Neben der üblichen Umweltzerstörung, die zum täglichen Geschäft dieser Branche gehören, hat CEMEX mit Blick auf den Nahen Osten aber noch eine andere, besonders blutige Geschichte vorzuweisen, die wir gerade jetzt, wo in Gaza erneut ein verheerender Krieg tobt, erwähnen wollen. 2005 hat Cemex das Israelische Unternehmen Readymix Industries geschluckt, welches Beton für die israelischen Mauer geliefert hat und sich am Bau von militärischen Kontrollpunkten im Westjordanland, darunter die Kontrollpunkte Hawara und Azun-Atma, beteiligte. CEMEX verdient am Bau von illegalen Siedlungen und Außenposten im Westjordanland und betreibt dort Zementwerke in Mevo Horon, Atarot und Mishor Edomim, sowie in Katzerin auf den Golanhöhen. Damit macht sich das Unternehmen zum Handlanger und Verbündeten der extrem-rechten Politik Netanyahus und seiner religiös-fanatischen Anhänger*innen in den Siedlerkolonien. Diese Strukturen dienen vor Allem dem einen Ziel; den Palästinenser*innen auf diesem Stück Land mittels Schikane, Unterdrückung, Gewalt und Vertreibung eine würdevolle Existenz unmöglich zu machen, was diese schlimmsten Falls mit ihrem Leben bezahlen. Das unbeschreibliche Leid, das diese Politik zur Folge hat, ist mit nichts zu rechtfertigen.

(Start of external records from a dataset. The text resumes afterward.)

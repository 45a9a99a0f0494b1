//! Monitor mode: the first container of a goal job follows the goal
//! container to completion and reports the outcome.

use super::result::read_result_file;
use super::watch::{
    join_completion, stream_logs, wait_for_container, watch_container, ContainerExit,
    POLL_ATTEMPTS, POLL_INTERVAL,
};
use crate::cache::GoalCache;
use crate::clients::{GoalStateUpdater, GoalUpdate, ProgressLog};
use crate::config::SchedulerConfig;
use crate::error::{Error, Result};
use crate::goal::{CacheEntry, ExecuteGoalResult, GoalData, GoalEvent};
use crate::k8s::error::error_message;
use k8s_openapi::api::core::v1::Pod;
use kube::api::Api;
use kube::Client;
use std::path::PathBuf;
use tracing::{error, info, instrument, warn};

pub struct MonitorContext<'a> {
    pub config: &'a SchedulerConfig,
    pub progress: &'a dyn ProgressLog,
    pub cache: &'a dyn GoalCache,
    pub updater: &'a dyn GoalStateUpdater,
    pub project_dir: PathBuf,
    pub result_file: PathBuf,
}

/// Name of the container whose exit decides the goal: the registration's
/// first container, else the first container of the goal's service
/// registration. Service containers keep the registration's order; the
/// monitor itself is only prepended when the job is built.
#[must_use]
pub fn target_container_name(data: &GoalData, service_name: &str) -> Option<String> {
    if let Some(main) = data
        .container
        .as_ref()
        .and_then(|r| r.main_container())
        .filter(|c| !c.name().is_empty())
    {
        return Some(main.name().to_string());
    }
    let service = data
        .k8s_services()
        .find(|(name, _)| name.as_str() == service_name)
        .map(|(_, spec)| spec)?;
    service.container.first().map(|c| c.name.clone())
}

/// Cache entries to store after a run. A failed run keeps the classifiers
/// but drops every pattern so no bad output is stored as real artifacts.
#[must_use]
pub fn output_entries(output: &[CacheEntry], succeeded: bool) -> Vec<CacheEntry> {
    if succeeded {
        output.to_vec()
    } else {
        output.iter().map(CacheEntry::without_pattern).collect()
    }
}

/// Follow the goal container in `pod_name` and report the outcome.
#[instrument(skip_all, fields(goal = %goal.unique_name, pod = %pod_name))]
pub async fn run_monitor(
    client: Client,
    namespace: &str,
    pod_name: &str,
    goal: &GoalEvent,
    ctx: &MonitorContext<'_>,
) -> ExecuteGoalResult {
    let outcome = follow_goal_container(client, namespace, pod_name, goal, ctx).await;
    finish(goal, outcome, ctx).await
}

async fn follow_goal_container(
    client: Client,
    namespace: &str,
    pod_name: &str,
    goal: &GoalEvent,
    ctx: &MonitorContext<'_>,
) -> Result<ContainerExit> {
    let data = goal.goal_data()?;
    let service_name = data
        .container
        .as_ref()
        .and_then(|r| r.name.clone())
        .unwrap_or_else(|| ctx.config.name.clone());
    let container = target_container_name(&data, &service_name).ok_or_else(|| {
        Error::ConfigError(format!(
            "No container registration found for goal {}",
            goal.unique_name
        ))
    })?;

    let pods: Api<Pod> = Api::namespaced(client, namespace);
    wait_for_container(&pods, pod_name, &container, POLL_INTERVAL, POLL_ATTEMPTS).await?;
    info!(container = %container, "Goal container started, following it");

    let timeout = ctx.config.goal_timeout();
    join_completion(
        stream_logs(&pods, pod_name, &container, ctx.progress),
        watch_container(pods.clone(), pod_name, &container),
        timeout,
    )
    .await
}

/// Turn the execution outcome into the goal result, store output and push
/// the final goal state.
pub async fn finish(
    goal: &GoalEvent,
    outcome: Result<ContainerExit>,
    ctx: &MonitorContext<'_>,
) -> ExecuteGoalResult {
    let mut result = match &outcome {
        Ok(exit) => match read_result_file(&ctx.result_file).await {
            Ok(Some(result)) => result,
            Ok(None) => ExecuteGoalResult {
                message: Some(exit.describe()),
                ..ExecuteGoalResult::success()
            },
            Err(e) => ExecuteGoalResult::failure(format!(
                "Goal {} executed but its result could not be read: {}",
                goal.unique_name,
                error_message(&e)
            )),
        },
        Err(e) => ExecuteGoalResult::failure(format!(
            "Goal {} scheduled but execution failed: {}",
            goal.unique_name,
            error_message(e)
        )),
    };

    let output = goal
        .goal_data_or_default()
        .container
        .map(|r| r.output)
        .unwrap_or_default();
    if ctx.config.cache.enabled && !output.is_empty() {
        let entries = output_entries(&output, result.is_success());
        if let Err(e) = ctx.cache.put(goal, &ctx.project_dir, &entries).await {
            warn!("Failed to cache goal output: {}", error_message(&e));
            result.append_failure(&format!(
                "Goal {} executed but caching its output failed: {}",
                goal.unique_name,
                error_message(&e)
            ));
        }
    }

    if result.is_success() {
        info!("Goal {} succeeded", goal.unique_name);
    } else {
        error!(
            "Goal {} failed: {}",
            goal.unique_name,
            result.message.as_deref().unwrap_or_default()
        );
    }

    if let Err(e) = ctx.updater.update(goal, GoalUpdate::from_result(&result)).await {
        warn!("Failed to report goal state: {}", error_message(&e));
    }
    result
}

#[cfg(test)]
mod tests {
    use super::*;
    use crate::goal::{
        ContainerRegistration, GoalContainer, GoalState, K8sServiceSpec, ServiceRegistration,
    };
    use async_trait::async_trait;
    use std::path::Path;
    use std::sync::Mutex;

    #[derive(Default)]
    struct RecordingCache {
        puts: Mutex<Vec<Vec<CacheEntry>>>,
        fail: bool,
    }

    #[async_trait]
    impl GoalCache for RecordingCache {
        async fn put(&self, _goal: &GoalEvent, _dir: &Path, entries: &[CacheEntry]) -> Result<()> {
            self.puts.lock().unwrap().push(entries.to_vec());
            if self.fail {
                Err(Error::CacheError("disk full".to_string()))
            } else {
                Ok(())
            }
        }

        async fn restore(&self, _goal: &GoalEvent, _dir: &Path, _entries: &[CacheEntry]) -> Result<()> {
            Ok(())
        }
    }

    #[derive(Default)]
    struct RecordingUpdater {
        updates: Mutex<Vec<GoalUpdate>>,
    }

    #[async_trait]
    impl GoalStateUpdater for RecordingUpdater {
        async fn update(&self, _goal: &GoalEvent, update: GoalUpdate) -> Result<()> {
            self.updates.lock().unwrap().push(update);
            Ok(())
        }
    }

    struct NullLog;

    #[async_trait]
    impl ProgressLog for NullLog {
        async fn write(&self, _line: &str) -> Result<()> {
            Ok(())
        }

        async fn flush(&self) -> Result<()> {
            Ok(())
        }
    }

    fn goal_with_output() -> GoalEvent {
        let data = GoalData {
            container: Some(ContainerRegistration {
                containers: vec![GoalContainer::new("build", "node:20")],
                output: vec![
                    CacheEntry::new("dist", "dist/**"),
                    CacheEntry::new("coverage", "coverage/*.json"),
                ],
                ..Default::default()
            }),
            ..Default::default()
        };
        GoalEvent {
            unique_name: "build".to_string(),
            data: Some(data.to_json_string().unwrap()),
            ..Default::default()
        }
    }

    fn exit(code: i32) -> ContainerExit {
        ContainerExit {
            container: "build".to_string(),
            exit_code: code,
            reason: None,
            message: None,
        }
    }

    struct Harness {
        config: SchedulerConfig,
        cache: RecordingCache,
        updater: RecordingUpdater,
        dir: tempfile::TempDir,
    }

    impl Harness {
        fn new(fail_cache: bool) -> Self {
            Self {
                config: SchedulerConfig::default(),
                cache: RecordingCache {
                    fail: fail_cache,
                    ..Default::default()
                },
                updater: RecordingUpdater::default(),
                dir: tempfile::tempdir().unwrap(),
            }
        }

        fn ctx(&self) -> MonitorContext<'_> {
            MonitorContext {
                config: &self.config,
                progress: &NullLog,
                cache: &self.cache,
                updater: &self.updater,
                project_dir: self.dir.path().to_path_buf(),
                result_file: self.dir.path().join("result.json"),
            }
        }
    }

    #[tokio::test]
    async fn success_stores_output_with_patterns() {
        let harness = Harness::new(false);
        let result = finish(&goal_with_output(), Ok(exit(0)), &harness.ctx()).await;
        assert!(result.is_success());

        let puts = harness.cache.puts.lock().unwrap();
        assert_eq!(puts[0][0].pattern.as_deref(), Some("dist/**"));
        let updates = harness.updater.updates.lock().unwrap();
        assert_eq!(updates[0].state, GoalState::Success);
    }

    #[tokio::test]
    async fn failure_strips_every_output_pattern() {
        let harness = Harness::new(false);
        let outcome = Err(Error::ExecutionError(exit(3).describe()));
        let result = finish(&goal_with_output(), outcome, &harness.ctx()).await;
        assert_eq!(result.code, 1);
        assert!(result
            .message
            .as_deref()
            .unwrap()
            .contains("scheduled but execution failed"));

        let puts = harness.cache.puts.lock().unwrap();
        assert_eq!(puts[0].len(), 2);
        assert!(puts[0].iter().all(|e| e.pattern.is_none()));
        assert_eq!(
            harness.updater.updates.lock().unwrap()[0].state,
            GoalState::Failure
        );
    }

    #[tokio::test]
    async fn result_file_replaces_generic_status() {
        let harness = Harness::new(false);
        std::fs::write(
            harness.dir.path().join("result.json"),
            r#"{"code": 0, "description": "Published 1.2.3"}"#,
        )
        .unwrap();
        let result = finish(&goal_with_output(), Ok(exit(0)), &harness.ctx()).await;
        assert_eq!(result.description.as_deref(), Some("Published 1.2.3"));
        assert_eq!(
            harness.updater.updates.lock().unwrap()[0].description.as_deref(),
            Some("Published 1.2.3")
        );
    }

    #[tokio::test]
    async fn cache_failure_is_appended_to_failure() {
        let harness = Harness::new(true);
        let outcome = Err(Error::ExecutionError(exit(1).describe()));
        let result = finish(&goal_with_output(), outcome, &harness.ctx()).await;
        assert_eq!(result.code, 2);
        let message = result.message.unwrap();
        assert!(message.contains("exited with code 1"));
        assert!(message.contains("caching its output failed"));
    }

    #[tokio::test]
    async fn cache_failure_turns_success_into_failure() {
        let harness = Harness::new(true);
        let result = finish(&goal_with_output(), Ok(exit(0)), &harness.ctx()).await;
        assert_eq!(result.code, 1);
        assert_eq!(result.goal_state(), GoalState::Failure);
    }

    #[test]
    fn target_prefers_registration_then_service() {
        let goal = goal_with_output();
        let data = goal.goal_data().unwrap();
        assert_eq!(target_container_name(&data, "sdm").as_deref(), Some("build"));

        let mut data = GoalData::default();
        let service: K8sServiceSpec = serde_json::from_value(serde_json::json!({
            "container": [{"name": "maven"}, {"name": "mysql"}]
        }))
        .unwrap();
        data.services
            .insert("sdm".to_string(), ServiceRegistration::K8sService(service));
        assert_eq!(target_container_name(&data, "sdm").as_deref(), Some("maven"));
        assert_eq!(target_container_name(&data, "other"), None);
    }
}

Trotzdem werden wir uns davor hüten diesen Krieg im Nahen Osten nach einem simplen Schwarz-Weiß-Schema von Gut und Böse verstehen zu wollen. Wir sind sowohl von dem abscheulichen Bombenterror der israelischen Armee gegen die Zivilbevölkerung Gazas angewidert, als auch von den Massakern der Hamas. Auch wenn dieser Kampf und die Opferzahlen sehr ungleich sind, ist es fatal das Leid der einen mit dem Leid der anderen aufrechnen zu wollen. Anstatt „die eine Meinung“ oder Fahne hochzuhalten, die scheinbar frei von Widersprüchen ist, richten wir unseren Blick auf diejenigen, die ökonomischen Profit aus dieser kriegerischen Politik ziehen und sich an Militarismus und rassistischer Unterdrückung bereichern. Auch deshalb greifen wir CEMEX an. Und das tun wir mit der größtmöglichen Empathie für das Leid und den Schmerz der Menschen, die unter dem andauernden Krieg und der zunehmenden Militarisierung in der Region leben müssen. Immer an der Seite derer, die für die Freiheit Aller kämpfen, überall. Jenseits von Staat, Nation und Religion, und ihren todbringenden Grenzen und Armeen.